* Records for the exercise:

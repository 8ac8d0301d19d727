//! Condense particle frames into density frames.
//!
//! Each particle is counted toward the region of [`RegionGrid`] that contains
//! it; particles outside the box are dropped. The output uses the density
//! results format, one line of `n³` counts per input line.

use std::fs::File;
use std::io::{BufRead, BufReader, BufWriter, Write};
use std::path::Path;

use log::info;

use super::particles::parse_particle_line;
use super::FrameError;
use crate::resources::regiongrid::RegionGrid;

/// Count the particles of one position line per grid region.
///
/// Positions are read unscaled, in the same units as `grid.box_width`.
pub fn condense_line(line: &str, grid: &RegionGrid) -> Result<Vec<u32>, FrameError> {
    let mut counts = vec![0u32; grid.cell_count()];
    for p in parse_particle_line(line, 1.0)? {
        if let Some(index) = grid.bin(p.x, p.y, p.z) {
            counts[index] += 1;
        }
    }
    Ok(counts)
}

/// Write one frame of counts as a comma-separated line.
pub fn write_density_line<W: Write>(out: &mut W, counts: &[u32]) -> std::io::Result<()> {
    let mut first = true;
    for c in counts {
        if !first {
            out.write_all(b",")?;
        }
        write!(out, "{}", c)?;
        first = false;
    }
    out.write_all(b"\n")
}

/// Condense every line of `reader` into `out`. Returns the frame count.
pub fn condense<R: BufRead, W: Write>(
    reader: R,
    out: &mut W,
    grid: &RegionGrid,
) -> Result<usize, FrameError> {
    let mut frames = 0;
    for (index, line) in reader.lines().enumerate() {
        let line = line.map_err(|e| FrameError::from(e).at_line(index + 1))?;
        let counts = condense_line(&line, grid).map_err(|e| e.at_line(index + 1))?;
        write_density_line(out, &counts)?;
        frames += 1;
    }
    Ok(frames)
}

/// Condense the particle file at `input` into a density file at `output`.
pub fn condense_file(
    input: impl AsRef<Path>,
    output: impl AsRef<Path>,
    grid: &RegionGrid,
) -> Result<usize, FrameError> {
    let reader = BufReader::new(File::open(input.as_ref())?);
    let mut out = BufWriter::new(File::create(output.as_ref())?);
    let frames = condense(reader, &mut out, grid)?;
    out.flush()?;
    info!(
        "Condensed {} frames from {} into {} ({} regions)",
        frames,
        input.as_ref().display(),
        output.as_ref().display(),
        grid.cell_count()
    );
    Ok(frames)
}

...

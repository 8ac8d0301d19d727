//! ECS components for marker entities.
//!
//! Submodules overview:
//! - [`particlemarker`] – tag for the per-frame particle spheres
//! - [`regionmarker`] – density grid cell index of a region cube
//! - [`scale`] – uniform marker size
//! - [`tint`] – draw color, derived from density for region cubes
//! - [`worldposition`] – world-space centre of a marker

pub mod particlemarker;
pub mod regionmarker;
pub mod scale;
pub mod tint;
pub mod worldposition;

--

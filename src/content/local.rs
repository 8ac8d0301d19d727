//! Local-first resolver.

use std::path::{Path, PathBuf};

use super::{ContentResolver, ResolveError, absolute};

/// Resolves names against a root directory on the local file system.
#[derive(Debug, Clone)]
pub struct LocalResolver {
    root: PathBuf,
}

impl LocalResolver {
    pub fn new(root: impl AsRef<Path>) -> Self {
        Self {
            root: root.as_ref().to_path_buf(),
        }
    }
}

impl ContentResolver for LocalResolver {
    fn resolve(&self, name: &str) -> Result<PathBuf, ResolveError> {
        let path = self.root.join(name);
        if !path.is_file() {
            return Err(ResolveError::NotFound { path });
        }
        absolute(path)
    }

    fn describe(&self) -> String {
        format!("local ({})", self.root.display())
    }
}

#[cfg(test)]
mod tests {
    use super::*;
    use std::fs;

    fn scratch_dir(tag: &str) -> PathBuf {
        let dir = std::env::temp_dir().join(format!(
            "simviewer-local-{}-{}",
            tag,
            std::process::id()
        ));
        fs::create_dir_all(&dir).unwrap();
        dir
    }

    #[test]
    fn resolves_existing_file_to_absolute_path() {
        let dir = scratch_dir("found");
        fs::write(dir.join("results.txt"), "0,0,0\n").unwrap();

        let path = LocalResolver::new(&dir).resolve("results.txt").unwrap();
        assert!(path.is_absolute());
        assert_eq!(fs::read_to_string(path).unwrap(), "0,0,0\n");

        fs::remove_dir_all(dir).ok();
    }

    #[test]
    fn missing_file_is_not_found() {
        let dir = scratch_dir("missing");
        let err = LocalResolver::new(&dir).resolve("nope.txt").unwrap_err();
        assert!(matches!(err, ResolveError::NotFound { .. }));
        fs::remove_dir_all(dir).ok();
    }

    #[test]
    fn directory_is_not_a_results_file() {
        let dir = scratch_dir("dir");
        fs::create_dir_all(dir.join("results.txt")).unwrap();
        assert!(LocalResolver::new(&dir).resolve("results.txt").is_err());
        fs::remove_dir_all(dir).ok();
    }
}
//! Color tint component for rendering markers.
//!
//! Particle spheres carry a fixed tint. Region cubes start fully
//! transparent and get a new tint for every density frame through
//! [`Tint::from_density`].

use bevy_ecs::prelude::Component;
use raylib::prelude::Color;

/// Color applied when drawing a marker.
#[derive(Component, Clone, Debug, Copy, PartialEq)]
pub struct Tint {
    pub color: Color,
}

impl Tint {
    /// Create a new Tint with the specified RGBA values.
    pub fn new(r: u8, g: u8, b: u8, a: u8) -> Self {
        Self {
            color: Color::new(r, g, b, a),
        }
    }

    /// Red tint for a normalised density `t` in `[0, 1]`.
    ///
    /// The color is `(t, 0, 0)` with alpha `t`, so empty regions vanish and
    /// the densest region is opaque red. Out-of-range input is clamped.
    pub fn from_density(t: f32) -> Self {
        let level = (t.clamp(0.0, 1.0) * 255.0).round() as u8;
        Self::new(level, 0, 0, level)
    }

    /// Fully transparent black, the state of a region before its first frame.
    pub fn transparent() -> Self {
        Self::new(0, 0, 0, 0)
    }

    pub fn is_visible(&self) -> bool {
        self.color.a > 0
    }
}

* Aim of the task: Go through the records and pull out each line that includes the word "spheres".

* Completed task:
//! - [`particlemarker`] – tag for the per-frame particle spheres
//! Particle spheres carry a fixed tint. Region cubes start fully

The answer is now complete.